This repository contains the presentation from the May 2019 Wellington Data Science and Machine Learning Meetup. https://www.meetup.com/machine-learning-data-science-WLG/
and the scripts used to gather data for and demonstrate the concepts in the presentation.
in the presentations folder you'll find two versions of the slide show.
"Meetup_ActiveLearning_May2019.pptx" is the warts and all power point as presented at the May 2019 meetup.
"Meetup_ActiveLearning_May2019_NOVIDEO.pptx" is the same minus the video slide that shows the speeded up webform interaction. The original is a large file. This is smaller.
https://github.com/lynker-analytics/ActiveLearning/presentation/webformtimelapse.mp4
All examples run on
ubuntu 18.04
Python 3.6.7
Tensorflow 1.12.0-rc0
Keras 2.2.4
Also used: scikit-learn and pandas
Also, for the web page, I used sql server developer edition (for linux) as the database backend and php 7 for the front end with and the odbc driver {ODBC Driver 17 for SQL Server} to talk between the two.
the following will produce csv output that shows the test and validation accuracacy when training a resnet20 model on a subset of the cifar10 training data
this script is used to demonstrate the effect of training set size on model accuracy against the test set.
python3 ./sample_sizes.py > logs/output.samples_sizes.log
cat logs/output.samples_sizes.log
the following script collects data to compare different active learning sampling methods. Note, the "NULL" method is a random sampling and so should be the same as "passive" learning and gives us baseline performance.

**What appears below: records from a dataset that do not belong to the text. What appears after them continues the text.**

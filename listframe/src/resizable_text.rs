//! Text box sized to its wrapped content.

use std::cell::Cell;
use std::rc::Rc;

use gridkit::{EventKind, Grid, Node, Propagation, Timer};

use crate::config::TextConfig;
use crate::widget::{Widget, WidgetId};

/// A text box whose height follows the number of display lines its content
/// needs at its current width.
///
/// Content changes resize immediately. Width changes go through
/// [`on_configure`](Self::on_configure), which coalesces them into one
/// recompute per debounce period.
#[derive(Clone)]
pub struct ResizableText {
    inner: Rc<TextInner>,
}

struct TextInner {
    node: Node,
    line_count: Cell<usize>,
    timer: Timer,
    config: TextConfig,
}

impl ResizableText {
    pub fn new(parent: &Node) -> Self {
        Self::with_config(parent, TextConfig::default())
    }

    pub fn with_config(parent: &Node, config: TextConfig) -> Self {
        let node = Node::text(parent);
        node.set_wrap(config.wrap);
        if let Some(width) = config.width {
            node.set_width(width);
        }
        let timer = Timer::new(node.scheduler());

        let inner = Rc::new(TextInner {
            node,
            line_count: Cell::new(0),
            timer,
            config,
        });

        let weak = Rc::downgrade(&inner);
        inner.node.bind_widget(EventKind::Modified, move |_| {
            if let Some(inner) = weak.upgrade() {
                inner.resize();
            }
            Propagation::Continue
        });

        Self { inner }
    }

    /// Recompute the display line count now.
    pub fn resize(&self) {
        self.inner.resize();
    }

    /// Schedule a recompute after the debounce delay unless one is pending.
    pub fn on_configure(&self) {
        let weak = Rc::downgrade(&self.inner);
        let scheduled = self
            .inner
            .timer
            .schedule_once(self.inner.config.resize_debounce, move || {
                if let Some(inner) = weak.upgrade() {
                    inner.resize();
                }
            });
        if !scheduled {
            log::trace!("resize already pending for {}", self.inner.node.id());
        }
    }

    /// Call [`on_configure`](Self::on_configure) whenever the text box
    /// itself is resized.
    pub fn bind_configure(&self) {
        let this = Rc::downgrade(&self.inner);
        self.inner.node.bind_widget(EventKind::Configure, move |_| {
            if let Some(inner) = this.upgrade() {
                ResizableText { inner }.on_configure();
            }
            Propagation::Continue
        });
    }

    pub fn set_text(&self, text: impl Into<String>) {
        self.inner.node.set_text(text);
    }

    /// Append `text`.
    pub fn insert(&self, text: &str) {
        self.inner.node.insert_text(text);
    }

    pub fn text(&self) -> String {
        self.inner.node.text_content()
    }

    /// Lines counted by the last recompute.
    pub fn line_count(&self) -> usize {
        self.inner.line_count.get()
    }

    pub fn is_resize_pending(&self) -> bool {
        self.inner.timer.is_pending()
    }

    pub fn node(&self) -> &Node {
        &self.inner.node
    }
}

impl TextInner {
    fn resize(&self) {
        let lines = self.node.display_lines();
        if lines != self.line_count.get() {
            log::debug!("{} now {lines} lines", self.node.id());
            self.node.set_height(u16::try_from(lines).unwrap_or(u16::MAX));
            self.line_count.set(lines);
        }
        self.timer.cancel();
    }
}

impl Widget for ResizableText {
    fn widget_id(&self) -> WidgetId {
        self.inner.node.widget_id()
    }

    fn grid(&self, grid: Grid) {
        self.inner.node.grid(grid);
    }

    fn grid_info(&self) -> Option<Grid> {
        self.inner.node.grid_info()
    }

    fn grid_forget(&self) {
        self.inner.node.grid_forget();
    }

    fn destroy(&self) {
        self.inner.timer.cancel();
        self.inner.node.destroy();
    }
}
//! A listbox whose entries are arbitrary selectable widgets.

mod model;

pub use model::ItemList;

use std::cell::RefCell;
use std::rc::Rc;

use gridkit::{Grid, Node};

use crate::config::ScrollConfig;
use crate::error::Result;
use crate::index::{AsIndex, Index};
use crate::scrollable::ScrollableFrame;
use crate::signal::{Signal, SubId};
use crate::widget::{Selectable, Widget, WidgetId};

/// Listbox-style container built on a [`ScrollableFrame`].
///
/// Items are created by the caller with [`content`](Self::content) as their
/// parent and handed to [`insert`](Self::insert), which places them and
/// listens for their selection requests. At most one item is selected.
pub struct Listbox<W: Selectable + Clone + 'static> {
    frame: ScrollableFrame,
    model: Rc<RefCell<ItemList<W>>>,
    selection_changed: Signal<usize>,
}

impl<W: Selectable + Clone + 'static> Listbox<W> {
    pub fn new(parent: &Node) -> Self {
        Self::with_config(parent, ScrollConfig::default())
    }

    pub fn with_config(parent: &Node, config: ScrollConfig) -> Self {
        Self {
            frame: ScrollableFrame::with_config(parent, config),
            model: Rc::new(RefCell::new(ItemList::new())),
            selection_changed: Signal::new(),
        }
    }

    /// Parent node for items.
    pub fn content(&self) -> &Node {
        self.frame.content()
    }

    pub fn frame(&self) -> &ScrollableFrame {
        &self.frame
    }

    /// Insert `items` before `index`. `End` appends; an index past the end
    /// is treated as `End`; a negative index (or `Active` with nothing
    /// selected) inserts nothing.
    pub fn insert(&self, index: impl Into<Index>, items: impl IntoIterator<Item = W>) {
        let items: Vec<W> = items.into_iter().collect();
        let added = items.clone();

        let inserted = self.model.borrow_mut().insert(index.into(), items);
        let Some(position) = inserted else {
            return;
        };
        for item in &added {
            self.subscribe(item);
        }
        log::debug!("inserted {} items at {position}", added.len());
        self.content().update_idletasks();
    }

    fn subscribe(&self, item: &W) {
        let model = Rc::downgrade(&self.model);
        let changed = self.selection_changed.clone();
        item.on_select_request(Box::new(move |id| {
            let Some(model) = model.upgrade() else {
                return;
            };
            let selected = model.borrow_mut().select(id);
            if let Some(index) = selected {
                changed.emit(&index);
            }
        }));
    }

    /// Delete the item at `first`.
    pub fn delete(&self, first: impl Into<Index>) {
        self.remove(first.into(), None);
    }

    /// Delete the items in `[first, last]`. An end past the list is clamped;
    /// an end before the start deletes nothing.
    pub fn delete_range(&self, first: impl Into<Index>, last: impl Into<Index>) {
        self.remove(first.into(), Some(last.into()));
    }

    fn remove(&self, first: Index, last: Option<Index>) {
        let removed = self.model.borrow_mut().remove(first, last);
        if removed > 0 {
            log::debug!("deleted {removed} items from {first}");
            self.content().update_idletasks();
        }
    }

    /// The item at `first`, if there is one.
    pub fn get(&self, first: impl Into<Index>) -> Option<W> {
        self.model.borrow().get(first.into())
    }

    /// Items in `[first, last]`.
    pub fn get_range(&self, first: impl Into<Index>, last: impl Into<Index>) -> Vec<W> {
        self.model.borrow().get_range(first.into(), last.into())
    }

    /// Select the item at `index`, clamped into the list, as if it had been
    /// clicked. Does nothing on an empty list.
    pub fn activate(&self, index: impl Into<Index>) {
        let target = self.model.borrow().activation_target(index.into());
        if let Some(item) = target {
            item.request_select();
        }
    }

    /// The selected item, as a list of zero or one.
    pub fn curselection(&self) -> Vec<W> {
        self.model.borrow().curselection()
    }

    /// Numeric value of `index`. `End` is the item count and `Active` is
    /// the selected position, or -1.
    pub fn index(&self, index: impl AsIndex) -> Result<isize> {
        let index = index.as_index()?;
        Ok(self.model.borrow().index(index))
    }

    pub fn size(&self) -> usize {
        self.model.borrow().len()
    }

    pub fn selected_index(&self) -> Option<usize> {
        self.model.borrow().selected()
    }

    /// Called with the new selected position whenever the selection moves.
    pub fn on_select(&self, f: impl Fn(usize) + 'static) -> SubId {
        self.selection_changed.subscribe(move |index| f(*index))
    }

    pub fn scroll_bottom(&self) {
        self.frame.scroll_bottom();
    }
}

impl<W: Selectable + Clone + 'static> Widget for Listbox<W> {
    fn widget_id(&self) -> WidgetId {
        self.frame.widget_id()
    }

    fn grid(&self, grid: Grid) {
        self.frame.grid(grid);
    }

    fn grid_info(&self) -> Option<Grid> {
        self.frame.grid_info()
    }

    fn grid_forget(&self) {
        self.frame.grid_forget();
    }

    /// Destroy the frame and every item, leaving the listbox empty.
    fn destroy(&self) {
        let items = self.model.borrow_mut().clear();
        for item in &items {
            item.destroy();
        }
        self.frame.destroy();
    }
}
/// Raw input a backend feeds into [`Toolkit::dispatch`](crate::Toolkit::dispatch).
#[derive(Debug, Clone, Copy, PartialEq, Eq)]
pub enum Input {
    MouseMove { x: u16, y: u16 },
    MouseDown { x: u16, y: u16, button: MouseButton },
    /// Positive delta scrolls up, negative scrolls down.
    Wheel { x: u16, y: u16, delta: i16 },
    Key { key: Key, modifiers: Modifiers },
    Resize { width: u16, height: u16 },
}

/// Events delivered to node bindings.
#[derive(Debug, Clone, Copy, PartialEq, Eq)]
pub enum Event {
    Button { x: u16, y: u16, button: MouseButton },
    /// Pointer entered the node or one of its descendants.
    Enter,
    /// Pointer left the node and all of its descendants.
    Leave,
    Wheel { x: u16, y: u16, delta: i16 },
    /// The node's laid-out size changed (or it was mapped).
    Configure { width: u16, height: u16 },
    /// Text content changed.
    Modified,
    Key { key: Key, modifiers: Modifiers },
}

#[derive(Debug, Clone, Copy, PartialEq, Eq, Hash)]
pub enum EventKind {
    Button,
    Enter,
    Leave,
    Wheel,
    Configure,
    Modified,
    Key,
}

impl Event {
    pub fn kind(&self) -> EventKind {
        match self {
            Self::Button { .. } => EventKind::Button,
            Self::Enter => EventKind::Enter,
            Self::Leave => EventKind::Leave,
            Self::Wheel { .. } => EventKind::Wheel,
            Self::Configure { .. } => EventKind::Configure,
            Self::Modified => EventKind::Modified,
            Self::Key { .. } => EventKind::Key,
        }
    }
}

/// Returned by handlers: `Break` stops the event from reaching ancestors
/// and global bindings.
#[derive(Debug, Clone, Copy, PartialEq, Eq, Default)]
pub enum Propagation {
    #[default]
    Continue,
    Break,
}

#[derive(Debug, Clone, Copy, PartialEq, Eq, Hash)]
pub enum Key {
    Char(char),
    Enter,
    Backspace,
    Delete,
    Tab,
    Escape,
    Up,
    Down,
    Left,
    Right,
    Home,
    End,
    PageUp,
    PageDown,
    F(u8),
}

#[derive(Debug, Clone, Copy, PartialEq, Eq, Default)]
pub struct Modifiers {
    pub shift: bool,
    pub ctrl: bool,
    pub alt: bool,
}

impl Modifiers {
    pub fn none(&self) -> bool {
        !self.shift && !self.ctrl && !self.alt
    }
}

#[derive(Debug, Clone, Copy, PartialEq, Eq, Hash)]
pub enum MouseButton {
    Left,
    Right,
    Middle,
}

impl Input {
    /// Convert a crossterm event; events the toolkit has no use for map to `None`.
    pub fn from_crossterm(event: &crossterm::event::Event) -> Option<Self> {
        use crossterm::event::{Event as CtEvent, KeyEventKind, MouseEventKind};

        match event {
            CtEvent::Key(key) if key.kind != KeyEventKind::Release => Some(Self::Key {
                key: Key::try_from(key.code).ok()?,
                modifiers: key.modifiers.into(),
            }),
            CtEvent::Mouse(mouse) => {
                let (x, y) = (mouse.column, mouse.row);
                match mouse.kind {
                    MouseEventKind::Down(button) => Some(Self::MouseDown {
                        x,
                        y,
                        button: button.into(),
                    }),
                    MouseEventKind::Moved | MouseEventKind::Drag(_) => {
                        Some(Self::MouseMove { x, y })
                    }
                    MouseEventKind::ScrollUp => Some(Self::Wheel { x, y, delta: 1 }),
                    MouseEventKind::ScrollDown => Some(Self::Wheel { x, y, delta: -1 }),
                    _ => None,
                }
            }
            CtEvent::Resize(width, height) => Some(Self::Resize {
                width: *width,
                height: *height,
            }),
            _ => None,
        }
    }
}

impl TryFrom<crossterm::event::KeyCode> for Key {
    type Error = ();

    fn try_from(code: crossterm::event::KeyCode) -> Result<Self, Self::Error> {
        use crossterm::event::KeyCode;
        Ok(match code {
            KeyCode::Char(c) => Key::Char(c),
            KeyCode::Enter => Key::Enter,
            KeyCode::Backspace => Key::Backspace,
            KeyCode::Delete => Key::Delete,
            KeyCode::Tab => Key::Tab,
            KeyCode::Esc => Key::Escape,
            KeyCode::Up => Key::Up,
            KeyCode::Down => Key::Down,
            KeyCode::Left => Key::Left,
            KeyCode::Right => Key::Right,
            KeyCode::Home => Key::Home,
            KeyCode::End => Key::End,
            KeyCode::PageUp => Key::PageUp,
            KeyCode::PageDown => Key::PageDown,
            KeyCode::F(n) => Key::F(n),
            _ => return Err(()),
        })
    }
}

impl From<crossterm::event::KeyModifiers> for Modifiers {
    fn from(mods: crossterm::event::KeyModifiers) -> Self {
        use crossterm::event::KeyModifiers;
        Self {
            shift: mods.contains(KeyModifiers::SHIFT),
            ctrl: mods.contains(KeyModifiers::CONTROL),
            alt: mods.contains(KeyModifiers::ALT),
        }
    }
}

impl From<crossterm::event::MouseButton> for MouseButton {
    fn from(btn: crossterm::event::MouseButton) -> Self {
        use crossterm::event::MouseButton as CtBtn;
        match btn {
            CtBtn::Left => MouseButton::Left,
            CtBtn::Right => MouseButton::Right,
            CtBtn::Middle => MouseButton::Middle,
        }
    }
}
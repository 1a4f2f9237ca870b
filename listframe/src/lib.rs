//! Scrolling and list widgets for `gridkit`.
//!
//! - [`AutoScrollbar`]: a scrollbar that hides itself when everything fits.
//! - [`ScrollableFrame`]: a vertically scrolling container that reports which
//!   children are in view.
//! - [`Listbox`]: a single-selection list of caller-built widgets with
//!   Tk-style index arguments.
//! - [`ListboxItem`]: a clickable, hover-highlighted list entry.
//! - [`ResizableText`]: a text box that grows and shrinks with its content.

mod adapter;
mod autoscrollbar;
mod config;
mod error;
mod index;
mod item;
mod listbox;
mod resizable_text;
mod scrollable;
mod signal;

pub mod prelude;
pub mod widget;

pub use autoscrollbar::AutoScrollbar;
pub use config::{ItemStyle, ScrollConfig, TextConfig};
pub use error::{Error, Result};
pub use index::{AsIndex, Index};
pub use item::ListboxItem;
pub use listbox::{ItemList, Listbox};
pub use resizable_text::ResizableText;
pub use scrollable::ScrollableFrame;
pub use signal::{Signal, SubId};
pub use widget::WidgetId;
use std::cell::RefCell;
use std::rc::Rc;
use std::time::{Duration, Instant};

use gridkit::{Scheduler, Timer};

fn later(ms: u64) -> Instant {
    Instant::now() + Duration::from_millis(ms)
}

// ============================================================================
// Scheduler Tests
// ============================================================================

#[test]
fn test_run_due_fires_in_deadline_order() {
    let scheduler = Scheduler::new();
    let order = Rc::new(RefCell::new(Vec::new()));
    let base = Instant::now();
    for (name, ms) in [("late", 30), ("early", 10), ("middle", 20)] {
        let order = Rc::clone(&order);
        scheduler.after_at(base + Duration::from_millis(ms), move || order.borrow_mut().push(name));
    }

    let ran = scheduler.run_due(base + Duration::from_millis(25));

    assert_eq!(ran, 2);
    assert_eq!(*order.borrow(), vec!["early", "middle"]);
    assert_eq!(scheduler.len(), 1);
    assert_eq!(scheduler.next_deadline(), Some(base + Duration::from_millis(30)));
}

#[test]
fn test_cancel_drops_callback() {
    let scheduler = Scheduler::new();
    let fired = Rc::new(RefCell::new(false));
    let flag = Rc::clone(&fired);
    let id = scheduler.after(Duration::from_millis(5), move || *flag.borrow_mut() = true);

    assert!(scheduler.is_pending(id));
    assert!(scheduler.cancel(id));
    assert!(!scheduler.cancel(id));
    scheduler.run_due(later(100));

    assert!(!*fired.borrow());
    assert!(scheduler.is_empty());
}

#[test]
fn test_callbacks_scheduled_while_running_wait() {
    let scheduler = Scheduler::new();
    let count = Rc::new(RefCell::new(0));
    let inner_scheduler = scheduler.clone();
    let inner_count = Rc::clone(&count);
    scheduler.after(Duration::ZERO, move || {
        *inner_count.borrow_mut() += 1;
        let again = Rc::clone(&inner_count);
        inner_scheduler.after(Duration::ZERO, move || *again.borrow_mut() += 1);
    });

    scheduler.run_due(later(1));
    assert_eq!(*count.borrow(), 1);

    scheduler.run_due(later(1));
    assert_eq!(*count.borrow(), 2);
}

// ============================================================================
// Timer Tests
// ============================================================================

#[test]
fn test_schedule_once_absorbs_while_pending() {
    let scheduler = Scheduler::new();
    let timer = Timer::new(scheduler.clone());
    let fired = Rc::new(RefCell::new(Vec::new()));

    for n in 0..3 {
        let fired = Rc::clone(&fired);
        let scheduled = timer.schedule_once(Duration::from_millis(50), move || fired.borrow_mut().push(n));
        assert_eq!(scheduled, n == 0);
    }
    assert!(timer.is_pending());

    scheduler.run_due(later(100));

    assert_eq!(*fired.borrow(), vec![0]);
    assert!(!timer.is_pending());
}

#[test]
fn test_timer_rearms_after_firing() {
    let scheduler = Scheduler::new();
    let timer = Timer::new(scheduler.clone());

    assert!(timer.schedule_once(Duration::ZERO, || {}));
    scheduler.run_due(later(1));

    assert!(timer.schedule_once(Duration::ZERO, || {}));
}

#[test]
fn test_timer_cancel() {
    let scheduler = Scheduler::new();
    let timer = Timer::new(scheduler.clone());
    timer.schedule_once(Duration::from_secs(1), || {});

    assert!(timer.cancel());
    assert!(!timer.is_pending());
    assert!(scheduler.is_empty());
    assert!(!timer.cancel());
}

the output should be comman separated data that can be pasted into excel or similar
python3 ./Active_Sampling_CIFAR10.py > logs/output.Active_Sampling_CIFAR10.log
cat logs/output.Active_Sampling_CIFAR10.log
the following script collects data to compare active versus passive learning on single class classification using the cifar10 data set
python3 ./Active_Sampling_CIFAR10_choose1.py > logs/output.Active_Sampling_CIFAR10_choose1.log
cat logs/output.Active_Sampling_CIFAR10_choose1.log
see the web/boris/ subfolder
to get this runnnig, you'll need to have
a web server, php 7, sql server, odbc drivers for sql, python and all the above ml libraries working
on your database create the tables from the *.sql scripts
set up a user on your database that can be used by the odbc connection from php
update the connection details in the boris.php file
update the database connection details in the web/boris/ml/config.py file
put your images into the unclassified/ folder
some preclassified known images will need to be in the boris_classify table with a createdby column = 'holdout'. This is the data that is used to calculate the validation_score.
as you start classifying images through the webform, don't kick off the machine learning part until you have some samples classified already. I classified 100 images (approx) before kicking off the machine learning script.
see web/boris/ml/
the run.sh script will loop between a training script and an inference script and will update the database with some inference results. These samples with proposed labels will then be served up by the webform - all going well!
in a bash shell or similar run the following to kick off the machine learning processes
sh ./run.sh
.